The use of wood in the construction of churches and temples of worship is ancient. And not only were wood panels used for wall covering or for installing wood ceilings. Wood was also used in the entire structure of the building. In many cases, those primeval wood ceilings and wood walls have not made it to present day because of the deterioration produced by the passage of time, or because they ended up burning in fires. In many other cases they are still visible, however, and can be visited and enjoyed by lovers of this type of wood projects.
Today it is very rare for an architectural or decorative project of a church, temple or chapel not to use wood in any of its forms. From the installation of wood ceilings and wood panelling on walls, to the decorative use of wood slats.
In in a growing number of cases, the acoustics of the temple is demanding the use of acoustic material to allow for acoustic conditioning of the hall.
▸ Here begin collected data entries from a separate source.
impl Element for ShadedCell {
    fn render(
        &mut self,
        context: &Context,
        area: Area<'_>,
        mut style: Style,
    ) -> Result<RenderResult, PdfError> {
        let row = &self.row;
        style.merge(row.style);
        let width = area.size().width;
        let own_weight = row.weights.get(self.column).copied().unwrap_or(1).max(1) as f64;
        let row_lines = (0..row.texts.len())
            .map(|column| {
                let weight = row.weights.get(column).copied().unwrap_or(1) as f64;
                row.lines(column, width * (weight / own_weight), context, style).len()
            })
            .max()
            .unwrap_or(1);

        let padding = Mm::from(CELL_TEXT_PADDING_MM);
        let line_height = style.line_height(&context.font_cache);
        let height = line_height * row_lines as f64 + padding + padding;
        if height > area.size().height {
            // Whole row moves to the next page.
            return Ok(RenderResult {
                size: Size::new(0, 0),
                has_more: true,
            });
        }

        fill(&area, width, height, row.fill);
        let mut y = padding;
        for line in row.lines(self.column, width, context, style) {
            area.print_str(&context.font_cache, Position::new(padding, y), style, line)?;
            y += line_height;
        }
        Ok(RenderResult {
            size: Size::new(width, height),
            has_more: false,
        })
    }
}

/// Paint a `width`×`height` box at the area's origin with stacked strokes.
fn fill(area: &Area<'_>, width: Mm, height: Mm, color: Color) {
    let style = Style::new().with_color(color);
    let step = Mm::from(FILL_STROKE_STEP_MM);
    let mut y = step / 2.0;
    while y < height {
        area.draw_line(vec![Position::new(0, y), Position::new(width, y)], style);
        y += step;
    }
}

/// One chart image prepared for a grid position.
struct ChartCell {
    slot: ChartSlot,
    image: Image,
    description: Vec<String>,
}
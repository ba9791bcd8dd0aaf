//! Chart page geometry, in millimetres with the origin at the top-left of the
//! printable area.

pub const PAGE_WIDTH_MM: f64 = 210.0;
pub const PAGE_HEIGHT_MM: f64 = 297.0;
pub const MARGIN_X_MM: f64 = 6.35;
pub const MARGIN_Y_MM: f64 = 8.47;
pub const GRID_COLS: usize = 2;
pub const GRID_ROWS: usize = 2;
pub const CHARTS_PER_PAGE: usize = GRID_COLS * GRID_ROWS;
pub const CELL_PADDING_MM: f64 = 2.1;
pub const DESCRIPTION_GAP_MM: f64 = 2.1;
/// Share of a cell's height given to the image, padding included.
pub const IMAGE_AREA_RATIO: f64 = 0.62;

const MM_PER_INCH: f64 = 25.4;

/// An axis-aligned box.
#[derive(Debug, Clone, Copy, PartialEq)]
pub struct Rect {
    pub x: f64,
    pub y: f64,
    pub width: f64,
    pub height: f64,
}

/// Where one chart and its description go on a page.
#[derive(Debug, Clone, Copy, PartialEq)]
pub struct ChartSlot {
    /// Index into the chart list.
    pub chart: usize,
    pub image: Rect,
    /// Uniform factor applied to the image's natural size; never above 1.
    pub scale: f64,
    pub description: Rect,
}

/// Cell dimensions of the 2×2 chart grid.
#[derive(Debug, Clone, Copy, PartialEq)]
pub struct GridLayout {
    pub cell_width: f64,
    pub cell_height: f64,
    pub image_area_height: f64,
    pub description_height: f64,
}

impl Default for GridLayout {
    fn default() -> Self {
        Self::a4()
    }
}

impl GridLayout {
    pub fn a4() -> Self {
        let cell_width = (PAGE_WIDTH_MM - 2.0 * MARGIN_X_MM) / GRID_COLS as f64;
        let cell_height = (PAGE_HEIGHT_MM - 2.0 * MARGIN_Y_MM) / GRID_ROWS as f64;
        let image_area_height = cell_height * IMAGE_AREA_RATIO - CELL_PADDING_MM;
        let description_height =
            cell_height - image_area_height - DESCRIPTION_GAP_MM - 2.0 * CELL_PADDING_MM;
        Self {
            cell_width,
            cell_height,
            image_area_height,
            description_height,
        }
    }

    /// Top-left corner of grid position `slot` (row-major).
    pub fn cell_origin(&self, slot: usize) -> (f64, f64) {
        let col = slot % GRID_COLS;
        let row = (slot / GRID_COLS) % GRID_ROWS;
        (col as f64 * self.cell_width, row as f64 * self.cell_height)
    }

    /// Place an image of `px_width`×`px_height` rendered at `dpi` into `slot`.
    pub fn place(&self, chart: usize, slot: usize, px_width: u32, px_height: u32, dpi: f64) -> ChartSlot {
        let (cell_x, cell_y) = self.cell_origin(slot);
        let natural_w = px_to_mm(px_width, dpi);
        let natural_h = px_to_mm(px_height, dpi);
        let max_w = self.cell_width - 2.0 * CELL_PADDING_MM;
        let (width, height, scale) = fit_image(natural_w, natural_h, max_w, self.image_area_height);

        let image = Rect {
            x: cell_x + (self.cell_width - width) / 2.0,
            y: cell_y + CELL_PADDING_MM,
            width,
            height,
        };
        let description = Rect {
            x: cell_x + CELL_PADDING_MM,
            y: image.y + height + DESCRIPTION_GAP_MM,
            width: max_w,
            height: self.description_height,
        };
        ChartSlot {
            chart,
            image,
            scale,
            description,
        }
    }
}

pub fn px_to_mm(px: u32, dpi: f64) -> f64 {
    px as f64 / dpi * MM_PER_INCH
}

/// Scale `width`×`height` down to fit `max_width`×`max_height`, keeping aspect.
///
/// Returns the fitted size and the factor used. Images that already fit keep
/// their size.
pub fn fit_image(width: f64, height: f64, max_width: f64, max_height: f64) -> (f64, f64, f64) {
    if width <= 0.0 || height <= 0.0 {
        return (0.0, 0.0, 1.0);
    }
    let scale = (max_width / width).min(max_height / height).min(1.0);
    (width * scale, height * scale, scale)
}

/// Split `count` charts into pages of at most four slots.
pub fn paginate(count: usize) -> Vec<Vec<usize>> {
    (0..count)
        .collect::<Vec<_>>()
        .chunks(CHARTS_PER_PAGE)
        .map(<[usize]>::to_vec)
        .collect()
}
So, we can see acoustic ceilings of sound-absorbent wood panels, and also acoustic panels on walls, columns and other areas which use some type of wood panelling.
In addition, in order to create a warm, inviting ambiance for meditation and prayer, there is a growing use of decorative solutions such as the installation of walls and coatings made with wood slats, or the use of FR doorsand soundproof doors with a wood finish. And of course, wood continues to be the most common material used in manufacturing benches, confessionals, lecterns, and other numerous elements used to furnish churches and chapels.